Statistics help needed

Well, it seems I bit off more than I can chew with my recent poll on Web browser window size. I now have, thanks to the help of a clever Ruby script Frode Danielsen sent me, a CSV file (results.csv) containing information about 1385 different setups. But I cannot for the life of me figure out how to get anything useful out of it.

I am a complete spreadsheet illiterate, but I gave it a try. Opening the file and getting the data into three different columns is easy. But what then? How can I turn that into a few nice pie-chart diagrams? I have spent (too) many hours on this, looking through the completely useless help in Excel, googling for help, and throwing things across the room in frustration.

I just don’t get it, and am about to give up. Are there better applications than Excel or OpenOffice Calc for this kind of thing?

If you know how to turn the data in the CSV file into something useful, feel free to do so. I would also really appreciate some pointers to help with this. Not understanding how to do something that should be really simple is extremely frustrating.

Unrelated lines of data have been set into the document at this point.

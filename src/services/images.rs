// SPDX-License-Identifier: MIT
// Copyright 2026 Roland Dreier <roland@rolandd.dev>

//! Cloudinary-backed avatar storage.
//!
//! Uploads are signed server-side: the signature is the SHA-256 of the
//! sorted request params concatenated with the API secret, which is
//! what Cloudinary expects for authenticated REST calls.

use chrono::Utc;
use reqwest::multipart;
use serde::Deserialize;
use sha2::{Digest, Sha256};

use crate::config::CloudinaryConfig;
use crate::error::AppError;
use crate::services::check_response_json;

const CLOUDINARY_API_BASE: &str = "https://api.cloudinary.com/v1_1";

/// A stored image: the serving URL plus the id needed to delete it.
#[derive(Debug, Clone)]
pub struct UploadedImage {
    pub url: String,
    pub public_id: String,
}

#[derive(Clone)]
pub struct ImageHost {
    http: reqwest::Client,
    cloud_name: String,
    api_key: String,
    api_secret: String,
}

impl ImageHost {
    pub fn from_config(config: Option<&CloudinaryConfig>) -> Option<Self> {
        let config = config?;
        Some(Self {
            http: reqwest::Client::new(),
            cloud_name: config.cloud_name.clone(),
            api_key: config.api_key.clone(),
            api_secret: config.api_secret.clone(),
        })
    }

    pub async fn upload(&self, data: Vec<u8>, filename: &str) -> Result<UploadedImage, AppError> {
        let timestamp = Utc::now().timestamp();
        let signature = self.sign(&format!("timestamp={}", timestamp));

        let part = multipart::Part::bytes(data).file_name(filename.to_string());
        let form = multipart::Form::new()
            .part("file", part)
            .text("api_key", self.api_key.clone())
            .text("timestamp", timestamp.to_string())
            .text("signature", signature);

        let response = self
            .http
            .post(format!(
                "{}/{}/image/upload",
                CLOUDINARY_API_BASE, self.cloud_name
            ))
            .multipart(form)
            .send()
            .await
            .map_err(|e| AppError::Upstream(format!("Image upload request failed: {}", e)))?;
        let uploaded: UploadResponse = check_response_json(response, "Image upload").await?;

        Ok(UploadedImage {
            url: uploaded.secure_url,
            public_id: uploaded.public_id,
        })
    }

    /// Delete a stored image. "not found" from the backend is treated
    /// as success so replacing an already-removed avatar cannot fail.
    pub async fn destroy(&self, public_id: &str) -> Result<(), AppError> {
        let timestamp = Utc::now().timestamp();
        let signature = self.sign(&format!("public_id={}&timestamp={}", public_id, timestamp));
        let timestamp = timestamp.to_string();

        let response = self
            .http
            .post(format!(
                "{}/{}/image/destroy",
                CLOUDINARY_API_BASE, self.cloud_name
            ))
            .form(&[
                ("public_id", public_id),
                ("api_key", &self.api_key),
                ("timestamp", &timestamp),
                ("signature", &signature),
            ])
            .send()
            .await
            .map_err(|e| AppError::Upstream(format!("Image delete request failed: {}", e)))?;
        let result: DestroyResponse = check_response_json(response, "Image delete").await?;

        if result.result != "ok" && result.result != "not found" {
            tracing::warn!(public_id, result = %result.result, "Unexpected image delete result");
        }
        Ok(())
    }

    fn sign(&self, params: &str) -> String {
        let mut hasher = Sha256::new();
        hasher.update(params.as_bytes());
        hasher.update(self.api_secret.as_bytes());
        hex::encode(hasher.finalize())
    }
}

#[derive(Deserialize)]
struct UploadResponse {
    secure_url: String,
    public_id: String,
}

#[derive(Deserialize)]
struct DestroyResponse {
    result: String,
}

Update: Thanks for helping me out, everybody! I think I have what I need, so I don’t want to occupy any more of your time with this :-).

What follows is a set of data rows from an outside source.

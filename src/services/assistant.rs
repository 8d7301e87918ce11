// SPDX-License-Identifier: MIT
// Copyright 2026 Roland Dreier <roland@rolandd.dev>

//! LLM coaching assistant proxy.
//!
//! The upstream model is asked to answer as JSON carrying a
//! conversational reply plus an optional structured habit suggestion.
//! Models do not always comply, so [`parse_reply`] degrades through
//! three stages: whole-body JSON, embedded JSON object, plain text.

use serde::{Deserialize, Serialize};

use crate::error::AppError;
use crate::services::check_response_json;

const DEEPSEEK_API_BASE: &str = "https://api.deepseek.com";
const DEEPSEEK_MODEL: &str = "deepseek-chat";

const SYSTEM_PROMPT: &str = "You are HabitMate, a concise and encouraging habit coach. \
Always answer with a single JSON object of the form \
{\"humanReply\": string, \"habitJson\": object or null}. \
Put your conversational answer in humanReply. \
When the user asks for a new habit to track, fill habitJson with \
{\"title\": string, \"description\": string, \"category\": string, \"color\": string} \
where color is a Tailwind background class such as \"bg-primary\"; otherwise set habitJson to null. \
Do not wrap the JSON in markdown fences.";

/// Assistant answer delivered to the client.
#[derive(Debug, Clone, Serialize, Deserialize)]
#[serde(rename_all = "camelCase")]
pub struct ChatReply {
    pub human_reply: String,
    pub habit_json: Option<serde_json::Value>,
}

#[derive(Clone)]
pub struct Assistant {
    http: reqwest::Client,
    api_key: String,
}

impl Assistant {
    pub fn from_config(api_key: Option<&str>) -> Option<Self> {
        Some(Self {
            http: reqwest::Client::new(),
            api_key: api_key?.to_string(),
        })
    }

    pub async fn chat(&self, message: &str) -> Result<ChatReply, AppError> {
        let request = ChatRequest {
            model: DEEPSEEK_MODEL,
            messages: vec![
                ChatMessage {
                    role: "system",
                    content: SYSTEM_PROMPT,
                },
                ChatMessage {
                    role: "user",
                    content: message,
                },
            ],
        };

        let response = self
            .http
            .post(format!("{}/chat/completions", DEEPSEEK_API_BASE))
            .bearer_auth(&self.api_key)
            .json(&request)
            .send()
            .await
            .map_err(|e| AppError::Upstream(format!("Assistant request failed: {}", e)))?;
        let completion: ChatCompletion =
            check_response_json(response, "Assistant completion").await?;

        let content = completion
            .choices
            .into_iter()
            .next()
            .map(|choice| choice.message.content)
            .ok_or_else(|| AppError::Upstream("Assistant returned no choices".to_string()))?;

        Ok(parse_reply(&content))
    }
}

/// Recover a [`ChatReply`] from whatever the model actually produced.
fn parse_reply(content: &str) -> ChatReply {
    if let Some(reply) = try_parse(content) {
        return reply;
    }
    // Fenced or prose-wrapped output: try the outermost brace span
    if let (Some(start), Some(end)) = (content.find('{'), content.rfind('}')) {
        if start < end {
            if let Some(reply) = try_parse(&content[start..=end]) {
                return reply;
            }
        }
    }
    ChatReply {
        human_reply: content.trim().to_string(),
        habit_json: None,
    }
}

fn try_parse(candidate: &str) -> Option<ChatReply> {
    let value: serde_json::Value = serde_json::from_str(candidate.trim()).ok()?;
    let obj = value.as_object()?;
    let human_reply = obj.get("humanReply")?.as_str()?.to_string();
    let habit_json = obj.get("habitJson").filter(|v| !v.is_null()).cloned();
    Some(ChatReply {
        human_reply,
        habit_json,
    })
}

#[derive(Serialize)]
struct ChatRequest<'a> {
    model: &'a str,
    messages: Vec<ChatMessage<'a>>,
}

#[derive(Serialize)]
struct ChatMessage<'a> {
    role: &'a str,
    content: &'a str,
}

#[derive(Deserialize)]
struct ChatCompletion {
    choices: Vec<Choice>,
}

#[derive(Deserialize)]
struct Choice {
    message: AssistantMessage,
}

#[derive(Deserialize)]
struct AssistantMessage {
    content: String,
}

Update (2007-04-15): I have published the results of the poll in Poll results: 50.4% of respondents maximise windows.

  • April 14, 2007
  • Comments closed
  • Posted in

Comments

1. April 14, 2007 by Jeremy McCullough

I believe you would want to count each one of the items, and then use the results from that to make a pie graph. I'll run it through Excel real quick and see what I can come up with.

2. April 14, 2007 by Jeremy McCullough

I've put in some formulas to count how many of each item there were.

The data looked to plug into a pie graph rather nicely.

There was a lot of different fields, and I'm not sure how you wanted each consolidated, so I didn't touch anything else. There were a few resolutions that only returned one, which would probably be better grouped under 'Other'.

But I'll leave that to you. :)

It may require you to manually add up some numbers, though, but that shouldn't be near as hard as counting 1385*3 fields.

Hope it helped.

The file is at: http://www.disidius.com/webstats.xls

3. April 14, 2007 by Roger Johansson

Wow, that was quick, and many many thanks - that looks very useful! Like you say I will want to manually do some consolidation, but this is a good start.

Thanks again. I don't know why this was so hard for me to do myself, but..

4. April 14, 2007 by Tigerblade

Looking at Jeremy's file, there are also a few results that were probably typos, or didn't get gathered correctly by the script. Like, there's "Mac OS X", "Mac OSX", and "Max OS X" as three separate entries. Those are all supposed to be the same (probably), but they end up being read as different systems.

Or 1024x768 vs 1024x786. I'm guessing those are supposed to be the same resolution, just got a visit from the typo fairy.

5. April 14, 2007 by Kevin Laurence

The best way to analyze the data in Excel is to use a Pivot Table, but they can be tricky.

On the other hand, if you know what you're doing they can be quite quick.

See http://www.kevinlaurence.net/Results_456BereaSt.xls for my attempt.

Kevin

6. April 14, 2007 by Roger Johansson

Tigerblade: Yep, there are a few typos that I missed while cleaning up the data.

Kevin: I had a feeling that a pivot table would be the way to go, but I couldn't figure it out. Thanks for the help! Now I have a couple of different files to learn from, and I should be able to use them to present the results nicely.

7. April 14, 2007 by Ted Goas

Jeremy, that WAS quick! Roger, let me know if you'd like any additional help. I've been heavily involved in stats like this for the past few months, from a few personal studies. However, I won't bother downloading the csv if you're already content.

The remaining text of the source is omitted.